◆ **Work task**
Give the data again exactly, from its opening line through the line in which "if let Some((last_role, parts))" appears.

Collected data
◇ ◇ ◇
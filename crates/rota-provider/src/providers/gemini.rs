//! Google Gemini `generateContent` adapter.
//!
//! Gemini calls the assistant role `model`, carries system text in a separate
//! `systemInstruction`, and expects strictly alternating turns, so adjacent
//! messages with the same role are merged into one multi-part content. The key
//! travels as a `?key=` query parameter rather than a header.

use crate::descriptor::WireFamily;
use crate::error::ProviderError;
use crate::traits::Adapter;
use crate::types::{ChatMessage, ChatOptions, Endpoint, Role};
use async_trait::async_trait;
use reqwest::RequestBuilder;
use serde::Deserialize;
use serde_json::{json, Value};

/// Adapter for `POST {base}/{model}:generateContent`.
#[derive(Debug, Clone, Copy, Default)]
pub struct GeminiAdapter;

impl GeminiAdapter {
    fn wire_role(role: Role) -> &'static str {
        match role {
            Role::Assistant => "model",
            Role::User | Role::System => "user",
        }
    }

    /// Split system text out and fold the rest into alternating contents.
    fn convert_messages(messages: &[ChatMessage]) -> (Option<String>, Vec<Value>) {
        let system: Vec<&str> = messages
            .iter()
            .filter(|m| m.role == Role::System)
            .map(|m| m.content.as_str())
            .collect();

        let mut contents: Vec<(&'static str, Vec<Value>)> = Vec::new();
        for msg in messages.iter().filter(|m| m.role != Role::System) {
            let role = Self::wire_role(msg.role);
            let part = json!({"text": msg.content});
            if let Some((last_role, parts)) = contents.last_mut() {
                if *last_role == role {
                    parts.push(part);
                    continue;
                }
            }
            contents.push((role, vec![part]));
        }

        let system = if system.is_empty() {
            None
        } else {
            Some(system.join("\n\n"))
        };
        let contents = contents
            .into_iter()
            .map(|(role, parts)| json!({"role": role, "parts": parts}))
            .collect();
        (system, contents)
    }
}

#[async_trait]
impl Adapter for GeminiAdapter {
    fn family(&self) -> WireFamily {
        WireFamily::Gemini
    }

    fn request_url(&self, endpoint: &Endpoint) -> String {
        format!(
            "{}/{}:generateContent",
            endpoint.base_url.trim().trim_end_matches('/'),
            endpoint.model
        )
    }

    fn build_request_body(
        &self,
        _endpoint: &Endpoint,
        messages: &[ChatMessage],
        options: &ChatOptions,
    ) -> Value {
        let (system, contents) = Self::convert_messages(messages);
        let mut body = json!({ "contents": contents });

        if let Some(system) = system {
            body["systemInstruction"] = json!({"parts": [{"text": system}]});
        }

        let mut generation = serde_json::Map::new();
        if let Some(temperature) = options.temperature {
            generation.insert("temperature".to_string(), json!(temperature));
        }
        if let Some(max_tokens) = options.max_tokens {
            generation.insert("maxOutputTokens".to_string(), json!(max_tokens));
        }
        if !generation.is_empty() {
            body["generationConfig"] = Value::Object(generation);
        }

        body
    }

    fn authorize(&self, request: RequestBuilder, endpoint: &Endpoint) -> RequestBuilder {
        let credential = endpoint.credential.trim();
        if credential.is_empty() {
            request
        } else {
            request.query(&[("key", credential)])
        }
    }

    fn parse_response(&self, body: &Value) -> Result<String, ProviderError> {
        let resp: GeminiResponse = serde_json::from_value(body.clone())
            .map_err(|e| ProviderError::InvalidResponse(format!("unexpected shape: {e}")))?;

        resp.candidates
            .into_iter()
            .next()
            .and_then(|c| c.content)
            .and_then(|c| c.parts.into_iter().next())
            .and_then(|p| p.text)
            .ok_or_else(|| {
                ProviderError::InvalidResponse(
                    "missing candidates[0].content.parts[0].text".to_string(),
                )
            })
    }
}

#[derive(Debug, Deserialize)]
struct GeminiResponse {
    #[serde(default)]
    candidates: Vec<GeminiCandidate>,
}

#[derive(Debug, Deserialize)]
struct GeminiCandidate {
    #[serde(default)]
    content: Option<GeminiContent>,
}

#[derive(Debug, Deserialize)]
struct GeminiContent {
    #[serde(default)]
    parts: Vec<GeminiPart>,
}

#[derive(Debug, Deserialize)]
struct GeminiPart {
    #[serde(default)]
    text: Option<String>,
}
◇ ◇ ◇
◆ **Solved exercise**
filename crates/rota-provider/src/providers/gemini.rs
//! Google Gemini `generateContent` adapter.
//!
//! Gemini calls the assistant role `model`, carries system text in a separate
//! `systemInstruction`, and expects strictly alternating turns, so adjacent
//! messages with the same role are merged into one multi-part content. The key
//! travels as a `?key=` query parameter rather than a header.

use crate::descriptor::WireFamily;
use crate::error::ProviderError;
use crate::traits::Adapter;
use crate::types::{ChatMessage, ChatOptions, Endpoint, Role};
use async_trait::async_trait;
use reqwest::RequestBuilder;
use serde::Deserialize;
use serde_json::{json, Value};

/// Adapter for `POST {base}/{model}:generateContent`.
#[derive(Debug, Clone, Copy, Default)]
pub struct GeminiAdapter;

impl GeminiAdapter {
    fn wire_role(role: Role) -> &'static str {
        match role {
            Role::Assistant => "model",
            Role::User | Role::System => "user",
        }
    }

    /// Split system text out and fold the rest into alternating contents.
    fn convert_messages(messages: &[ChatMessage]) -> (Option<String>, Vec<Value>) {
        let system: Vec<&str> = messages
            .iter()
            .filter(|m| m.role == Role::System)
            .map(|m| m.content.as_str())
            .collect();

        let mut contents: Vec<(&'static str, Vec<Value>)> = Vec::new();
        for msg in messages.iter().filter(|m| m.role != Role::System) {
            let role = Self::wire_role(msg.role);
            let part = json!({"text": msg.content});
            if let Some((last_role, parts)) = contents.last_mut() {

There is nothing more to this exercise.